Namun, ia mungkin melakukan improvisasi dalam salah satu pidatonya, yang akan menjadi sinyal yang kuat.

Warga menanti Paus Fransiskus setelah mendarat di Bandara Internasional Port Moresby Jackson, di Port Moresby, Papua Nugini, 6 September 2024. (Foto: Reuters)

Paus Fransiskus mungkin juga akan bertemu dengan para korban secara pribadi, seperti yang pernah dilakukannya sebelumnya, termasuk dalam kunjungannya ke Portugal pada 2023.

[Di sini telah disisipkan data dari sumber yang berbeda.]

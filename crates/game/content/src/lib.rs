//! Data-driven content definitions and loaders.
//!
//! This crate houses the static game content and the loaders that turn it
//! into core types:
//! - Entity catalog (`catalog.ron`, RON)
//! - World tunables (`config.toml`, TOML)
//! - Starting position (`scenario.ron`, RON)
//!
//! The default data set is embedded at compile time, so a game can start
//! without a data directory. Loaders validate everything up front; a game
//! never starts from inconsistent content.

#[cfg(feature = "loaders")]
pub mod loaders;

#[cfg(feature = "loaders")]
pub use loaders::{
    CatalogLoader, ConfigLoader, ContentFactory, LoadResult, LoadedGame, PlacedBuilding,
    Scenario, ScenarioLoader, TeamSpec,
};
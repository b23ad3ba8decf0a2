//! Operator console: drives the game runtime with JSON lines.
//!
//! Requests are read from stdin one per line and every reply is written to
//! stdout as a single JSON line. Logs go to stderr.
mod config;
mod session;

use anyhow::{Context, Result};
use clap::Parser;
use game_content::{ContentFactory, LoadedGame};
use runtime::{LogSink, Runtime};
use tokio::io::{AsyncBufReadExt, AsyncWriteExt, BufReader};
use tracing_subscriber::layer::SubscriberExt;
use tracing_subscriber::util::SubscriberInitExt;

use config::{CliArgs, CliConfig};
use session::Session;

#[tokio::main]
async fn main() -> Result<()> {
    // Load .env file if it exists (silently ignore if not found)
    let _ = dotenvy::dotenv();

    let args = CliArgs::parse();
    let config = CliConfig::from_env().with_args(&args);

    setup_logging();

    let game = load_game(&config)?;
    let runtime = Runtime::builder()
        .config(config.runtime_config())
        .catalog(game.catalog)
        .initial_state(game.state)
        .sink(LogSink)
        .build()
        .await
        .context("failed to start runtime")?;

    tracing::info!(
        tick_seconds = config.tick_seconds,
        command_buffer = config.command_buffer,
        "runtime ready"
    );

    serve(Session::new(runtime.handle())).await?;

    runtime.shutdown().await.context("runtime did not stop cleanly")?;
    tracing::info!("runtime stopped");
    Ok(())
}

fn load_game(config: &CliConfig) -> Result<LoadedGame> {
    match &config.data_dir {
        Some(dir) => ContentFactory::new(dir).load_game(),
        None => ContentFactory::embedded(),
    }
}

/// Answer stdin line by line until it closes.
async fn serve(session: Session) -> Result<()> {
    let mut lines = BufReader::new(tokio::io::stdin()).lines();
    let mut stdout = tokio::io::stdout();

    while let Some(line) = lines.next_line().await.context("failed to read stdin")? {
        if line.trim().is_empty() {
            continue;
        }

        let reply = session.process(&line).await?;
        let mut out = serde_json::to_vec(&reply).context("failed to encode reply")?;
        out.push(b'\n');
        stdout.write_all(&out).await?;
        stdout.flush().await?;
    }

    Ok(())
}

/// Setup logging to stderr, keeping stdout for replies
fn setup_logging() {
    let env_filter = tracing_subscriber::EnvFilter::from_default_env()
        .add_directive(tracing::Level::INFO.into());

    let stderr_layer = tracing_subscriber::fmt::layer()
        .with_writer(std::io::stderr)
        .with_target(true);

    tracing_subscriber::registry()
        .with(env_filter)
        .with(stderr_layer)
        .init();
}
//! High-level runtime orchestrator.
//!
//! The runtime owns background workers, wires up command/event channels, and
//! exposes a builder-based API for clients to drive the simulation.

use std::sync::Arc;

use tokio::sync::mpsc;
use tokio::task::JoinHandle;

use game_core::{ActionRegistry, Catalog, GameState};

use crate::api::{LogSink, NotificationSink, Result, RuntimeError, RuntimeHandle};
use crate::events::EventBus;
use crate::workers::{Command, NotificationWorker, SimulationWorker};

/// Runtime configuration shared across the orchestrator and workers.
#[derive(Debug, Clone)]
pub struct RuntimeConfig {
    pub event_buffer_size: usize,
    pub command_buffer_size: usize,
    /// Wall-clock length of one tick, used to report delays in seconds.
    pub tick_seconds: u64,
}

impl RuntimeConfig {
    pub const DEFAULT_TICK_SECONDS: u64 = 60;
}

impl Default for RuntimeConfig {
    fn default() -> Self {
        Self {
            event_buffer_size: 100,
            command_buffer_size: 32,
            tick_seconds: Self::DEFAULT_TICK_SECONDS,
        }
    }
}

/// Main runtime that orchestrates game simulation
///
/// Runtime owns workers; [`RuntimeHandle`] provides a cloneable façade for
/// clients.
pub struct Runtime {
    handle: RuntimeHandle,
    sim_worker_handle: JoinHandle<()>,
    notify_worker_handle: JoinHandle<()>,
}

impl Runtime {
    /// Create a new runtime builder
    pub fn builder() -> RuntimeBuilder {
        RuntimeBuilder::new()
    }

    /// Get a cloneable handle to this runtime
    ///
    /// The handle can be shared across clients and async tasks.
    pub fn handle(&self) -> RuntimeHandle {
        self.handle.clone()
    }

    /// Shutdown the runtime gracefully
    ///
    /// Workers stop once every outstanding handle clone has been dropped.
    pub async fn shutdown(self) -> Result<()> {
        drop(self.handle);

        self.sim_worker_handle
            .await
            .map_err(RuntimeError::WorkerJoin)?;
        self.notify_worker_handle
            .await
            .map_err(RuntimeError::WorkerJoin)?;

        Ok(())
    }
}

/// Builder for [`Runtime`] with flexible configuration.
pub struct RuntimeBuilder {
    config: RuntimeConfig,
    state: Option<GameState>,
    catalog: Option<Catalog>,
    registry: Option<ActionRegistry>,
    sink: Option<Arc<dyn NotificationSink>>,
}

impl RuntimeBuilder {
    fn new() -> Self {
        Self {
            config: RuntimeConfig::default(),
            state: None,
            catalog: None,
            registry: None,
            sink: None,
        }
    }

    /// Override runtime configuration
    pub fn config(mut self, config: RuntimeConfig) -> Self {
        self.config = config;
        self
    }

    /// Provide initial game state (required)
    pub fn initial_state(mut self, state: GameState) -> Self {
        self.state = Some(state);
        self
    }

    /// Provide the validated entity catalog (required)
    pub fn catalog(mut self, catalog: Catalog) -> Self {
        self.catalog = Some(catalog);
        self
    }

    /// Replace the built-in rule set.
    pub fn registry(mut self, registry: ActionRegistry) -> Self {
        self.registry = Some(registry);
        self
    }

    /// Set the notification sink. Defaults to [`LogSink`].
    pub fn sink(mut self, sink: impl NotificationSink + 'static) -> Self {
        self.sink = Some(Arc::new(sink));
        self
    }

    /// Build the runtime and spawn its workers
    pub async fn build(self) -> Result<Runtime> {
        let state = self.state.ok_or(RuntimeError::MissingComponent {
            what: "an initial state",
        })?;
        let catalog = self.catalog.ok_or(RuntimeError::MissingComponent {
            what: "a catalog",
        })?;
        let registry = match self.registry {
            Some(registry) => registry,
            None => ActionRegistry::standard()?,
        };
        let sink = self.sink.unwrap_or_else(|| Arc::new(LogSink));

        let (command_tx, command_rx) = mpsc::channel::<Command>(self.config.command_buffer_size);
        let event_bus = EventBus::with_capacity(self.config.event_buffer_size);

        let handle = RuntimeHandle::new(command_tx, event_bus.clone());

        // Subscribe before the simulation can publish anything.
        let notify_worker = NotificationWorker::new(&event_bus, sink);
        let notify_worker_handle = tokio::spawn(async move {
            notify_worker.run().await;
        });

        let sim_worker = SimulationWorker::new(
            state,
            Arc::new(catalog),
            Arc::new(registry),
            self.config.tick_seconds,
            command_rx,
            event_bus,
        );
        let sim_worker_handle = tokio::spawn(async move {
            sim_worker.run().await;
        });

        Ok(Runtime {
            handle,
            sim_worker_handle,
            notify_worker_handle,
        })
    }
}
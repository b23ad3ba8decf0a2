use rust_decimal::Decimal;

use crate::action::{
    ActionContext, ActionRejected, ActionTransition, Capabilities, EffectContext, Message, ensure,
};
use crate::catalog::{Catalog, ResourceClass, ResourceEntity};
use crate::cost::ResourceCost;
use crate::state::TeamId;

/// Every listed amount is positive and names a known resource.
fn check_amounts<'a>(
    catalog: &'a Catalog,
    resources: &ResourceCost,
) -> Result<Vec<&'a ResourceEntity>, ActionRejected> {
    ensure(!resources.is_empty(), || ActionRejected::EmptyTransfer)?;
    resources
        .iter()
        .map(|(id, amount)| {
            ensure(*amount > Decimal::ZERO, || ActionRejected::NonPositiveAmount {
                resource: id.clone(),
                amount: *amount,
            })?;
            catalog
                .try_resource(id)
                .ok_or_else(|| ActionRejected::UnknownEntity { id: id.clone() })
        })
        .collect()
}

fn describe(resources: &ResourceCost) -> String {
    resources
        .iter()
        .map(|(id, amount)| format!("{amount} {id}"))
        .collect::<Vec<_>>()
        .join(", ")
}

#[derive(Clone, Debug, PartialEq, Eq)]
#[cfg_attr(feature = "serde", derive(serde::Serialize, serde::Deserialize))]
pub struct TradeArgs {
    pub receiver: TeamId,
    pub resources: ResourceCost,
}

/// Hands production resources to another team.
pub struct Trade;

impl ActionTransition for Trade {
    type Args = TradeArgs;
    const CAPABILITIES: Capabilities = Capabilities::IMMEDIATE;

    fn cost(&self, args: &TradeArgs, _ctx: &ActionContext<'_>) -> Result<ResourceCost, ActionRejected> {
        Ok(args.resources.clone())
    }

    fn initiate_check(&self, args: &TradeArgs, ctx: &ActionContext<'_>) -> Result<(), ActionRejected> {
        let sender = ctx.team_id()?;
        ctx.other_team(&args.receiver)?;
        ensure(sender != &args.receiver, || ActionRejected::SelfTrade {
            team: sender.clone(),
        })?;
        for resource in check_amounts(ctx.catalog, &args.resources)? {
            ensure(resource.is_tradable(), || ActionRejected::NotTradable {
                resource: resource.id.clone(),
            })?;
        }
        Ok(())
    }

    fn commit(&self, args: &TradeArgs, ctx: &mut EffectContext<'_>) -> Result<(), ActionRejected> {
        let sender = ctx.team_id()?;
        ctx.team_named_mut(&args.receiver)?
            .resources
            .receive_all(&args.resources)?;

        let goods = describe(&args.resources);
        ctx.info(
            Message::info("trade.sent", format!("Sent {goods} to {}", args.receiver))
                .with_ref(&args.receiver),
        );
        ctx.notify(
            &args.receiver,
            Message::info("trade.received", format!("Received {goods} from {sender}"))
                .with_ref(&sender),
        );
        Ok(())
    }
}

#[derive(Clone, Debug, PartialEq, Eq)]
#[cfg_attr(feature = "serde", derive(serde::Serialize, serde::Deserialize))]
pub struct WithdrawArgs {
    pub resources: ResourceCost,
}

/// Takes materials out of storage for physical hand-out.
pub struct Withdraw;

impl ActionTransition for Withdraw {
    type Args = WithdrawArgs;
    const CAPABILITIES: Capabilities = Capabilities::IMMEDIATE;

    fn cost(&self, args: &WithdrawArgs, ctx: &ActionContext<'_>) -> Result<ResourceCost, ActionRejected> {
        let units = args.resources.total()?;
        Ok(ctx.config().withdraw_cost.scaled(units)?)
    }

    fn initiate_check(&self, args: &WithdrawArgs, ctx: &ActionContext<'_>) -> Result<(), ActionRejected> {
        let team = ctx.team()?;
        for resource in check_amounts(ctx.catalog, &args.resources)? {
            ensure(resource.class() == ResourceClass::Material, || {
                ActionRejected::NotMaterial {
                    resource: resource.id.clone(),
                }
            })?;
        }
        team.storage
            .can_afford(&args.resources)
            .map_err(|source| ActionRejected::Insufficient {
                team: team.id.clone(),
                source,
            })
    }

    fn commit(&self, args: &WithdrawArgs, ctx: &mut EffectContext<'_>) -> Result<(), ActionRejected> {
        let team = ctx.team_mut()?;
        let id = team.id.clone();
        team.storage
            .spend(&args.resources)
            .map_err(|source| ActionRejected::Insufficient {
                team: id.clone(),
                source,
            })?;

        let message = Message::info(
            "withdraw.ready",
            format!("Hand out {} to {id}", describe(&args.resources)),
        )
        .with_ref(&id);
        ctx.info(message.clone());
        ctx.notify(&id, message);
        Ok(())
    }
}

#[cfg(test)]
mod tests {
    use super::*;
    use crate::action::ActionStatus;
    use crate::engine::ActionRequest;
    use crate::engine::testing::Harness;
    use crate::error::GameError;

    fn five_grain() -> TradeArgs {
        TradeArgs {
            receiver: "blue".into(),
            resources: ResourceCost::new().with("pro-grain", Decimal::from(5)),
        }
    }

    fn first_error(result: &crate::action::ActionResult) -> Option<&str> {
        result.errors().next().map(|m| m.template.as_str())
    }

    #[test]
    fn trade_moves_resources_and_notifies_receiver_once() {
        let mut harness = Harness::new();
        let result = harness.submit("red", five_grain());

        assert!(result.is_committed(), "{result:?}");
        assert_eq!(harness.balance("red", "pro-grain"), Decimal::from(15));
        assert_eq!(harness.balance("blue", "pro-grain"), Decimal::from(25));
        assert_eq!(result.notifications.len(), 1);
        assert_eq!(result.notifications[&TeamId::from("blue")].len(), 1);
    }

    #[test]
    fn trade_rejects_bad_transfers() {
        let mut harness = Harness::new();
        let mut to_self = five_grain();
        to_self.receiver = "red".into();
        assert_eq!(first_error(&harness.submit("red", to_self)), Some("ACTION_SELF_TRADE"));

        let mut unknown = five_grain();
        unknown.receiver = "green".into();
        assert_eq!(first_error(&harness.submit("red", unknown)), Some("ACTION_UNKNOWN_TEAM"));

        let work = TradeArgs {
            receiver: "blue".into(),
            resources: ResourceCost::new().with("res-work", Decimal::ONE),
        };
        assert_eq!(first_error(&harness.submit("red", work)), Some("ACTION_NOT_TRADABLE"));

        let negative = TradeArgs {
            receiver: "blue".into(),
            resources: ResourceCost::new().with("pro-grain", Decimal::from(-3)),
        };
        let result = harness.submit("red", negative);
        assert_eq!(result.status, ActionStatus::Rejected);
        assert_eq!(harness.balance("blue", "pro-grain"), Decimal::from(20));
    }

    #[test]
    fn fractional_amounts_stay_exact() {
        let mut harness = Harness::new();
        let third = Decimal::new(3333, 4);
        for _ in 0..3 {
            harness.submit(
                "red",
                TradeArgs {
                    receiver: "blue".into(),
                    resources: ResourceCost::new().with("pro-fish", third),
                },
            );
        }
        assert_eq!(harness.balance("red", "pro-fish"), Decimal::new(190001, 4));
        assert_eq!(harness.balance("blue", "pro-fish"), Decimal::new(209999, 4));
    }

    #[test]
    fn withdraw_takes_from_storage_and_charges_per_unit() {
        let mut harness = Harness::new();
        harness
            .team_mut("red")
            .storage
            .set(&"mat-wood".into(), Decimal::from(6))
            .unwrap();
        let result = harness.submit(
            "red",
            WithdrawArgs {
                resources: ResourceCost::new().with("mat-wood", Decimal::from(4)),
            },
        );
        assert!(result.is_committed(), "{result:?}");
        assert_eq!(harness.team("red").storage.get(&"mat-wood".into()), Decimal::from(2));
        assert_eq!(harness.balance("red", "res-work"), Decimal::from(92));

        let too_much = harness.submit(
            "red",
            WithdrawArgs {
                resources: ResourceCost::new().with("mat-wood", Decimal::from(3)),
            },
        );
        assert_eq!(first_error(&too_much), Some("ACTION_INSUFFICIENT_RESOURCES"));
    }

    #[test]
    fn withdraw_beyond_decimal_range_is_rejected() {
        let mut harness = Harness::new();
        harness
            .team_mut("red")
            .storage
            .set(&"mat-wood".into(), Decimal::MAX)
            .unwrap();
        let args = WithdrawArgs {
            resources: ResourceCost::new().with("mat-wood", Decimal::MAX),
        };
        let before = harness.state.clone();

        let quote = harness
            .engine()
            .preview(&ActionRequest::by_team("red", args.clone()))
            .unwrap_err();
        assert_eq!(quote.error_code(), "ACTION_AMOUNT_OVERFLOW");

        let result = harness.submit("red", args);
        assert_eq!(first_error(&result), Some("ACTION_AMOUNT_OVERFLOW"));
        assert_eq!(harness.state, before);
    }

    #[test]
    fn trade_receive_beyond_decimal_range_is_rejected() {
        let mut harness = Harness::new();
        harness
            .team_mut("blue")
            .resources
            .set(&"pro-grain".into(), Decimal::MAX)
            .unwrap();
        let before = harness.state.clone();
        let result = harness.submit("red", five_grain());
        assert_eq!(first_error(&result), Some("ACTION_AMOUNT_OVERFLOW"));
        assert_eq!(harness.state, before);
    }
}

Namun, para pendukung korban menyatakan bahwa Paus harus mengakui kekerasan seksual yang dilakukan oleh pejabat Gereja terhadap anak-anak di Timor Leste, termasuk oleh Belo.

"Mereka yang telah dilecehkan oleh Uskup Belo dan pendeta lainnya akan berharap Paus Fransiskus mengeluarkan pernyataan publik mengenai kegagalan Gereja dalam menangani pendeta yang bermasalah," kata Tony Gribben, pendiri kelompok penyintas Dromore yang berbasis di Irlandia Utara.

Gribben mengatakan pertemuan tersebut akan "memiliki nilai terbatas," sambil mengacu pada permintaan maaf yang telah disampaikan Paus kepada korban pelecehan selama kunjungannya ke Irlandia pada 2018. [ah/ft]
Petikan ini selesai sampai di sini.